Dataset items
- - -
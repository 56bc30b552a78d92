// Copyright 2023-Present Datadog, Inc. https://www.datadoghq.com/
// SPDX-License-Identifier: Apache-2.0

//! Addressing of nodes in the xAPI tree.
//!
//! A path is written the way the device documentation writes it, with `/` (or `.`) between
//! segments: `Status/Network/1/IPv4/Address`. Numeric segments address items of a list node by
//! their `id` attribute, everything else is an object key.

use std::fmt;

use serde_json::Value;

/// Top level namespace of a path
#[derive(Debug, Clone, Copy, PartialEq, Eq, Hash)]
pub enum Namespace {
    Status,
    Configuration,
    Event,
    Command,
}

#[derive(Debug, Clone, PartialEq, Eq, Hash)]
pub enum Segment {
    Key(String),
    Index(u32),
}

impl fmt::Display for Segment {
    fn fmt(&self, f: &mut fmt::Formatter<'_>) -> fmt::Result {
        match self {
            Segment::Key(key) => write!(f, "{key}"),
            Segment::Index(index) => write!(f, "{index}"),
        }
    }
}

#[derive(Debug, Clone, PartialEq, Eq, Hash)]
pub struct Path {
    segments: Vec<Segment>,
}

impl Path {
    pub fn new(path: &str) -> Self {
        let segments = path
            .split(['/', '.'])
            .map(str::trim)
            .filter(|segment| !segment.is_empty())
            .enumerate()
            .map(|(position, segment)| match segment.parse::<u32>() {
                Ok(index) if position > 0 => Segment::Index(index),
                // `Config` is the short name device documentation uses for the configuration tree
                _ if position == 0 && segment.eq_ignore_ascii_case("config") => {
                    Segment::Key("Configuration".to_string())
                }
                _ => Segment::Key(segment.to_string()),
            })
            .collect();
        Self { segments }
    }

    pub fn segments(&self) -> &[Segment] {
        &self.segments
    }

    pub fn namespace(&self) -> Option<Namespace> {
        match self.segments.first()? {
            Segment::Key(root) => match root.as_str() {
                "Status" => Some(Namespace::Status),
                "Configuration" => Some(Namespace::Configuration),
                "Event" => Some(Namespace::Event),
                "Command" => Some(Namespace::Command),
                _ => None,
            },
            Segment::Index(_) => None,
        }
    }

    /// True when `other` equals this path or lies below it.
    pub fn contains(&self, other: &Path) -> bool {
        other.segments.starts_with(&self.segments)
    }

    /// Path segments as the JSON array used by `xGet`, `xSet` and `xFeedback/Subscribe`.
    pub fn to_params(&self) -> Value {
        Value::Array(
            self.segments
                .iter()
                .map(|segment| match segment {
                    Segment::Key(key) => Value::String(key.clone()),
                    Segment::Index(index) => Value::from(*index),
                })
                .collect(),
        )
    }

    /// The method name for invoking this path as a command, e.g. `xCommand/HttpClient/Post`.
    pub fn command_method(&self) -> String {
        let mut method = String::from("xCommand");
        for segment in self.segments.iter().skip(1) {
            method.push('/');
            method.push_str(&segment.to_string());
        }
        method
    }

    /// Walks `root` along this path.
    pub fn lookup<'a>(&self, root: &'a Value) -> Option<&'a Value> {
        self.segments
            .iter()
            .try_fold(root, |node, segment| lookup_segment(node, segment))
    }
}

pub(crate) fn lookup_segment<'a>(node: &'a Value, segment: &Segment) -> Option<&'a Value> {
    match (node, segment) {
        (Value::Object(map), Segment::Key(key)) => map.get(key),
        (Value::Array(items), Segment::Index(index)) => items.iter().find(|item| has_id(item, *index)),
        // a list node holding a single item may be reported as that item
        (Value::Object(_), Segment::Index(index)) if has_id(node, *index) => Some(node),
        _ => None,
    }
}

pub(crate) fn has_id(item: &Value, index: u32) -> bool {
    match item.get("id") {
        Some(Value::String(id)) => id.parse::<u32>().ok() == Some(index),
        Some(Value::Number(id)) => id.as_u64() == Some(u64::from(index)),
        _ => false,
    }
}

impl fmt::Display for Path {
    fn fmt(&self, f: &mut fmt::Formatter<'_>) -> fmt::Result {
        for (position, segment) in self.segments.iter().enumerate() {
            if position > 0 {
                f.write_str("/")?;
            }
            write!(f, "{segment}")?;
        }
        Ok(())
    }
}

impl From<&str> for Path {
    fn from(path: &str) -> Self {
        Path::new(path)
    }
}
- - -
→ **TASK BRIEF**
In the data above, find each line where the string "crate" appears, then copy it.

→ **SOLUTION FOR THIS PROBLEM**
pub(crate) fn lookup_segment<'a>(node: &'a Value, segment: &Segment) -> Option<&'a Value> {
pub(crate) fn has_id(item: &Value, index: u32) -> bool {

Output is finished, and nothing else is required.